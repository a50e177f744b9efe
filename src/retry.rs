//! Bounded retry with exponential backoff
//!
//! The policy is plain data; the combinator works over any async
//! operation and retries only errors classified as transient.

use std::future::Future;
use std::time::Duration;
use log::{debug, warn, error};

/// Retry policy for failed requests
#[derive(Debug, Clone)]
pub struct RetryPolicy
{   pub max_attempts: usize
  , pub backoff_multiplier: f32
  , pub base_delay: Duration
}

impl RetryPolicy
{   /// Create a new retry policy
    pub fn new(
      max_attempts: usize
    , backoff_multiplier: f32
    , base_delay_ms: u64
    ) -> Self
    {   RetryPolicy
        {   max_attempts
          , backoff_multiplier
          , base_delay: Duration::from_millis(
              base_delay_ms
            )
        }
    }

    /// Delay before retrying after a failed `attempt` (1-based):
    /// base * multiplier^attempt, i.e. 1000/2000/4000 ms before
    /// attempts 2/3/4 with the defaults.
    pub fn backoff_for_attempt(
      &self
    , attempt: usize
    ) -> Duration
    {   debug!("Calculating backoff for attempt {}", attempt);
        let multiplier
          = self.backoff_multiplier.powi(attempt as i32);
        Duration::from_millis(
          (self.base_delay.as_millis() as f32
            * multiplier) as u64
        )
    }
}

impl Default for RetryPolicy
{   fn default() -> Self
    {   RetryPolicy::new(4, 2.0, 500)
    }
}

impl From<&crate::config::RetryConfig> for RetryPolicy
{   fn from(config: &crate::config::RetryConfig) -> Self
    {   RetryPolicy::new(
          config.max_attempts
        , 2.0
        , config.base_delay_ms
        )
    }
}

/// Run `op` up to `policy.max_attempts` times, sleeping the
/// policy's backoff between attempts. `op` receives the 1-based
/// attempt number. A terminal error, or a transient error on the
/// last attempt, is returned as-is; the sleep suspends only the
/// calling task.
pub async fn retry_transient<T, F, Fut>(
  policy: &RetryPolicy
, mut op: F
) -> Result<T, crate::error::Error>
where
  F: FnMut(usize) -> Fut
, Fut: Future<Output = Result<T, crate::error::Error>>
{   let mut attempt = 1;
    loop
    {   match op(attempt).await
        {   Ok(value) => {
              debug!("Attempt {} succeeded", attempt);
              return Ok(value);
            }
          , Err(err) if err.is_transient()
              && attempt < policy.max_attempts => {
              let delay = policy.backoff_for_attempt(attempt);
              warn!(
                "Attempt {} failed ({}), retrying in {:?}",
                attempt,
                err,
                delay
              );
              tokio::time::sleep(delay).await;
              attempt += 1;
            }
          , Err(err) => {
              error!(
                "Giving up after attempt {}: {}",
                attempt,
                err
              );
              return Err(err);
            }
        }
    }
}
++++++++++
■ What you need to do ■
Give back the whole listing exactly.

■ Answer section ■
repository a50e177f744b9efe
filename src/retry.rs
//! Bounded retry with exponential backoff
//!
//! The policy is plain data; the combinator works over any async
//! operation and retries only errors classified as transient.

use std::future::Future;
use std::time::Duration;
use log::{debug, warn, error};

/// Retry policy for failed requests
#[derive(Debug, Clone)]
pub struct RetryPolicy
{   pub max_attempts: usize
  , pub backoff_multiplier: f32
  , pub base_delay: Duration
}

impl RetryPolicy
{   /// Create a new retry policy
    pub fn new(
      max_attempts: usize
    , backoff_multiplier: f32
    , base_delay_ms: u64
    ) -> Self
    {   RetryPolicy
        {   max_attempts
          , backoff_multiplier
          , base_delay: Duration::from_millis(
              base_delay_ms
            )
        }
    }

    /// Delay before retrying after a failed `attempt` (1-based):
    /// base * multiplier^attempt, i.e. 1000/2000/4000 ms before
    /// attempts 2/3/4 with the defaults.
    pub fn backoff_for_attempt(
      &self
    , attempt: usize
    ) -> Duration
    {   debug!("Calculating backoff for attempt {}", attempt);
        let multiplier
          = self.backoff_multiplier.powi(attempt as i32);
        Duration::from_millis(
          (self.base_delay.as_millis() as f32
            * multiplier) as u64
        )
    }
}

impl Default for RetryPolicy
{   fn default() -> Self
    {   RetryPolicy::new(4, 2.0, 500)
    }
}

impl From<&crate::config::RetryConfig> for RetryPolicy
{   fn from(config: &crate::config::RetryConfig) -> Self
    {   RetryPolicy::new(
          config.max_attempts
        , 2.0
        , config.base_delay_ms
        )
    }
}

/// Run `op` up to `policy.max_attempts` times, sleeping the
/// policy's backoff between attempts. `op` receives the 1-based
/// attempt number. A terminal error, or a transient error on the
/// last attempt, is returned as-is; the sleep suspends only the
/// calling task.
pub async fn retry_transient<T, F, Fut>(
  policy: &RetryPolicy
, mut op: F
) -> Result<T, crate::error::Error>
where
  F: FnMut(usize) -> Fut
, Fut: Future<Output = Result<T, crate::error::Error>>
{   let mut attempt = 1;
    loop
    {   match op(attempt).await
        {   Ok(value) => {
              debug!("Attempt {} succeeded", attempt);
              return Ok(value);
            }
          , Err(err) if err.is_transient()
              && attempt < policy.max_attempts => {
              let delay = policy.backoff_for_attempt(attempt);
              warn!(
                "Attempt {} failed ({}), retrying in {:?}",
                attempt,
                err,
                delay
              );
              tokio::time::sleep(delay).await;
              attempt += 1;
            }
          , Err(err) => {
              error!(
                "Giving up after attempt {}: {}",
                attempt,
                err
              );
              return Err(err);
            }
        }
    }
}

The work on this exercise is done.